> _Dataset content_
+ + + + + + +

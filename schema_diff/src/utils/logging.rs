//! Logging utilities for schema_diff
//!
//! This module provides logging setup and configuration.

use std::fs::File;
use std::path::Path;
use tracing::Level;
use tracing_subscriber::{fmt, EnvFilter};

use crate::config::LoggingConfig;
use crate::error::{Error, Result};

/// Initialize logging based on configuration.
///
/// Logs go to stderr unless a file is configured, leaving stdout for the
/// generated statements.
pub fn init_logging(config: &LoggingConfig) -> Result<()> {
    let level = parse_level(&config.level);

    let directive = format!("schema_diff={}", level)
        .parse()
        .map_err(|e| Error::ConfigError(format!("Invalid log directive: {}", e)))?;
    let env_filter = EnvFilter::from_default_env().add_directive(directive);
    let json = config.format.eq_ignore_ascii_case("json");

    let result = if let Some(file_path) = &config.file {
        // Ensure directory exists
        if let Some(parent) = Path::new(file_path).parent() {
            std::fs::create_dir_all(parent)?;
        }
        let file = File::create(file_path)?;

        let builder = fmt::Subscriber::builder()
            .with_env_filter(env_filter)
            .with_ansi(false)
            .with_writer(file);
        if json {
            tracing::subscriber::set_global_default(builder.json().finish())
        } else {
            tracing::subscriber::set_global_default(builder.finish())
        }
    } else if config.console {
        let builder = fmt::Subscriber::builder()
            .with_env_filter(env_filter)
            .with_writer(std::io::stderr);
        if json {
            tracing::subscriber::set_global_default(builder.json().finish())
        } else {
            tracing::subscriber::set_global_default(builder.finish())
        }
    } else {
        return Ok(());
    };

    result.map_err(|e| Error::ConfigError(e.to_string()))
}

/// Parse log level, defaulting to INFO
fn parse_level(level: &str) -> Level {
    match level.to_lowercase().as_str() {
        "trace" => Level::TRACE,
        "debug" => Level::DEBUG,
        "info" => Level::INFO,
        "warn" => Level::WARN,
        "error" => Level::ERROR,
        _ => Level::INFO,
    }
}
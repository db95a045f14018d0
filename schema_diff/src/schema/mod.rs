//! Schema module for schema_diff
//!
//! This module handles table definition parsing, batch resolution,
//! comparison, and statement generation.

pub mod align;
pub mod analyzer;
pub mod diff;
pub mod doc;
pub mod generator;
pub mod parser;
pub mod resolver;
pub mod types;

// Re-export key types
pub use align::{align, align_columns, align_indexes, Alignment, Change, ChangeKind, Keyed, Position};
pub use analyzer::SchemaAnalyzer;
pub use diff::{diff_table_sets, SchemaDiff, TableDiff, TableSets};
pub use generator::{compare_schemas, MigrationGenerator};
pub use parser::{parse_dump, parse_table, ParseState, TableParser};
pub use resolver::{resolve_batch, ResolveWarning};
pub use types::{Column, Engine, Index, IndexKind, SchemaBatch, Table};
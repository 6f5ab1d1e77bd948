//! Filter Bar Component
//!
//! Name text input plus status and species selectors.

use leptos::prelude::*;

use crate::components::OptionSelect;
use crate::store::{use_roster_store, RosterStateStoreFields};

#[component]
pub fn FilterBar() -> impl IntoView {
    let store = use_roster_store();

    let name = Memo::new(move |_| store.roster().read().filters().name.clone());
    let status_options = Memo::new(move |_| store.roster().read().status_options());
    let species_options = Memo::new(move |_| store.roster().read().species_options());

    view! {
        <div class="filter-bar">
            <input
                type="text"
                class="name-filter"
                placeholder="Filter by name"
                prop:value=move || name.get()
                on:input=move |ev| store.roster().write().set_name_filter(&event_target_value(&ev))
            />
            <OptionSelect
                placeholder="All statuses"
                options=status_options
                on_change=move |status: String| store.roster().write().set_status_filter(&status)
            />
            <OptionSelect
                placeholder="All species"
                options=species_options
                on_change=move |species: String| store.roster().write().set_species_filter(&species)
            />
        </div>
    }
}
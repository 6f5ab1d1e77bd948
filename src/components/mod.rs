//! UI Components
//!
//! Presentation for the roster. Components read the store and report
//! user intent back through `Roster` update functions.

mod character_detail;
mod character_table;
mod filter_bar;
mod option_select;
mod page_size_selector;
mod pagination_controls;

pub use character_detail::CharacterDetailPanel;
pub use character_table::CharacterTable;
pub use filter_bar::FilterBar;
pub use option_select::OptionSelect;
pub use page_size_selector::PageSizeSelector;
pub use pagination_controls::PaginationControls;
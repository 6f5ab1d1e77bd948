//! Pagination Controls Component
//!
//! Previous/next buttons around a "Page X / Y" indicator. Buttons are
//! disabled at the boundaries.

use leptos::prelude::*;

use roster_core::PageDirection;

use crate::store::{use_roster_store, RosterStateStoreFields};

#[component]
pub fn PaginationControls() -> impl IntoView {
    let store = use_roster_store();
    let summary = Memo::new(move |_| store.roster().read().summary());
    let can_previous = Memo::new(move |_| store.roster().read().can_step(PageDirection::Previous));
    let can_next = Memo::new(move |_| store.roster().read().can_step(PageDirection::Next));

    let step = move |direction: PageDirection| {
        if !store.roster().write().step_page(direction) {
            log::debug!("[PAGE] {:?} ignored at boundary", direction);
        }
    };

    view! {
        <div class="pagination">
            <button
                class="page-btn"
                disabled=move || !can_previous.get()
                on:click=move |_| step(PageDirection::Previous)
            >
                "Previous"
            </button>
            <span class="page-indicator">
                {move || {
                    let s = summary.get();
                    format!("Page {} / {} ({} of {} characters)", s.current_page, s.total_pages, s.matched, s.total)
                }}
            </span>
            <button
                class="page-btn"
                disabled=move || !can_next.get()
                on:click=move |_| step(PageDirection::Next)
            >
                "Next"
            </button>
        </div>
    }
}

+ + + + + + +

> _Task brief_
Search the listing above for the lines with "pub fn FilterBar()" and "let summary = Memo::new(move", then output those lines and all lines between them exactly.

> _Result of this task_
pub fn FilterBar() -> impl IntoView {
    let store = use_roster_store();

    let name = Memo::new(move |_| store.roster().read().filters().name.clone());
    let status_options = Memo::new(move |_| store.roster().read().status_options());
    let species_options = Memo::new(move |_| store.roster().read().species_options());

    view! {
        <div class="filter-bar">
            <input
                type="text"
                class="name-filter"
                placeholder="Filter by name"
                prop:value=move || name.get()
                on:input=move |ev| store.roster().write().set_name_filter(&event_target_value(&ev))
            />
            <OptionSelect
                placeholder="All statuses"
                options=status_options
                on_change=move |status: String| store.roster().write().set_status_filter(&status)
            />
            <OptionSelect
                placeholder="All species"
                options=species_options
                on_change=move |species: String| store.roster().write().set_species_filter(&species)
            />
        </div>
    }
}
repository 6f5ab1d1e77bd948
filename src/components/mod.rs
//! UI Components
//!
//! Presentation for the roster. Components read the store and report
//! user intent back through `Roster` update functions.

mod character_detail;
mod character_table;
mod filter_bar;
mod option_select;
mod page_size_selector;
mod pagination_controls;

pub use character_detail::CharacterDetailPanel;
pub use character_table::CharacterTable;
pub use filter_bar::FilterBar;
pub use option_select::OptionSelect;
pub use page_size_selector::PageSizeSelector;
pub use pagination_controls::PaginationControls;
repository 6f5ab1d1e77bd948
//! Pagination Controls Component
//!
//! Previous/next buttons around a "Page X / Y" indicator. Buttons are
//! disabled at the boundaries.

use leptos::prelude::*;

use roster_core::PageDirection;

use crate::store::{use_roster_store, RosterStateStoreFields};

#[component]
pub fn PaginationControls() -> impl IntoView {
    let store = use_roster_store();
    let summary = Memo::new(move |_| store.roster().read().summary());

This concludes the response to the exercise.